++++ Material supplied

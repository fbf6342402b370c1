pub mod cleanup;
pub mod config;
pub mod event;
pub mod git;
pub mod github;
pub mod pipeline;
pub mod promote;
pub mod reconcile;

pub use config::Config;
pub use github::GitHubClient;
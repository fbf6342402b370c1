//! Mirror check runs from a backport branch back onto the pull
//! request's head commit, keyed by external id so re-delivery of the
//! same event updates in place.

use anyhow::Result;
use tracing::info;

use backporter_core::{checks, refname, BackportRef, ReconcileAction};

use crate::config::Config;
use crate::event::WorkflowRun;
use crate::github::GitHubClient;

pub async fn handle_workflow_run(
    config: &Config,
    client: &GitHubClient,
    run: &WorkflowRun,
) -> Result<()> {
    if !run
        .head_branch
        .starts_with(&format!("{}/", refname::NAMESPACE))
    {
        info!(
            "Workflow run on '{}' is not a backport branch, nothing to do",
            run.head_branch
        );
        return Ok(());
    }

    let origin = BackportRef::decode(&run.head_branch)?;
    info!(
        "Workflow run comes from backport of pull request #{} run #{} (with git hash {}) to {}",
        origin.pr_id, origin.sequence_id, origin.short_hash, origin.target_branch
    );

    let dest_checks = client
        .list_commit_check_runs(&config.repo_slug, &origin.short_hash)
        .await?;
    let head_sha = checks::verify_single_head_sha(&dest_checks, &origin.short_hash)?;

    let source_checks = client.list_check_suite_runs(&run.check_suite_url).await?;
    let actions =
        checks::plan_check_updates(&source_checks, &dest_checks, &run.name, &origin, &head_sha);

    for action in actions {
        match action {
            ReconcileAction::Update(id, payload) => {
                info!("Updating check run {} ({})", payload.name, id);
                client
                    .update_check_run(&config.repo_slug, id, &payload)
                    .await?;
            }
            ReconcileAction::Create(payload) => {
                info!("Creating check run {}", payload.name);
                client.create_check_run(&config.repo_slug, &payload).await?;
            }
        }
    }
    Ok(())
}
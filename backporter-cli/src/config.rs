use anyhow::{Context, Result};
use std::env;
use std::path::PathBuf;

#[derive(Clone)]
pub struct Config {
    /// Token used for both the REST API and authenticated git pushes.
    pub github_token: String,
    /// `owner/name` of the repository being backported.
    pub repo_slug: String,
    /// Directory holding the clone plus scratch patch/message files.
    pub work_dir: PathBuf,
    /// Overrides the derived https remote, e.g. to point at a mirror.
    pub remote_url: Option<String>,
}

impl Config {
    pub fn from_env() -> Result<Self> {
        let github_token = resolve_token(env::var("GH_TOKEN").ok(), env::var("GITHUB_TOKEN").ok())
            .context("an access token of GH_TOKEN or GITHUB_TOKEN is required")?;

        let repo_slug = env::var("GITHUB_REPOSITORY")
            .context("GITHUB_REPOSITORY environment variable is required")?;
        if repo_slug.split('/').count() != 2 {
            anyhow::bail!("GITHUB_REPOSITORY must be of the form owner/name");
        }

        let work_dir = env::var("BACKPORTER_WORK_DIR")
            .map(PathBuf::from)
            .unwrap_or_else(|_| PathBuf::from("."));

        Ok(Config {
            github_token,
            repo_slug,
            work_dir,
            remote_url: env::var("BACKPORTER_REMOTE_URL").ok(),
        })
    }

    /// Remote URL of the repository, defaulting to its https address.
    pub fn remote_url(&self) -> String {
        match &self.remote_url {
            Some(url) => url.clone(),
            None => format!("https://github.com/{}.git", self.repo_slug),
        }
    }

    /// Where the repository is cloned under the work directory.
    pub fn clone_dir(&self) -> PathBuf {
        self.work_dir.join(self.repo_slug.replace('/', "--"))
    }
}

/// Pick the first non-empty token, preferring `GH_TOKEN`.
pub fn resolve_token(gh_token: Option<String>, github_token: Option<String>) -> Option<String> {
    gh_token
        .filter(|t| !t.trim().is_empty())
        .or_else(|| github_token.filter(|t| !t.trim().is_empty()))
}

#[cfg(test)]
mod tests {
    use super::*;

    #[test]
    fn test_resolve_token_prefers_gh_token() {
        assert_eq!(
            resolve_token(Some("a".to_string()), Some("b".to_string())),
            Some("a".to_string())
        );
    }

    #[test]
    fn test_resolve_token_falls_back() {
        assert_eq!(
            resolve_token(None, Some("b".to_string())),
            Some("b".to_string())
        );
        assert_eq!(
            resolve_token(Some("  ".to_string()), Some("b".to_string())),
            Some("b".to_string())
        );
    }

    #[test]
    fn test_resolve_token_none() {
        assert_eq!(resolve_token(None, None), None);
        assert_eq!(resolve_token(Some(String::new()), None), None);
    }

    #[test]
    fn test_clone_dir_flattens_slug() {
        let config = Config {
            github_token: "t".to_string(),
            repo_slug: "octo/widgets".to_string(),
            work_dir: PathBuf::from("/tmp/work"),
            remote_url: None,
        };
        assert_eq!(config.clone_dir(), PathBuf::from("/tmp/work/octo--widgets"));
        assert_eq!(config.remote_url(), "https://github.com/octo/widgets.git");
    }

    #[test]
    fn test_remote_url_override() {
        let config = Config {
            github_token: "t".to_string(),
            repo_slug: "octo/widgets".to_string(),
            work_dir: PathBuf::from("/tmp/work"),
            remote_url: Some("/srv/mirrors/widgets.git".to_string()),
        };
        assert_eq!(config.remote_url(), "/srv/mirrors/widgets.git");
    }
}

++++++++

Task to carry out> Taking the entries from their first line through the line with "not a backport", inclusive, restate each line word for word and give nothing else.

Reply to the task>
repository fbf6342402b370c1
pub mod cleanup;
pub mod config;
pub mod event;
pub mod git;
pub mod github;
pub mod pipeline;
pub mod promote;
pub mod reconcile;

pub use config::Config;
pub use github::GitHubClient;
repository fbf6342402b370c1
//! Mirror check runs from a backport branch back onto the pull
//! request's head commit, keyed by external id so re-delivery of the
//! same event updates in place.

use anyhow::Result;
use tracing::info;

use backporter_core::{checks, refname, BackportRef, ReconcileAction};

use crate::config::Config;
use crate::event::WorkflowRun;
use crate::github::GitHubClient;

pub async fn handle_workflow_run(
    config: &Config,
    client: &GitHubClient,
    run: &WorkflowRun,
) -> Result<()> {
    if !run
        .head_branch
        .starts_with(&format!("{}/", refname::NAMESPACE))
    {
        info!(
            "Workflow run on '{}' is not a backport branch, nothing to do",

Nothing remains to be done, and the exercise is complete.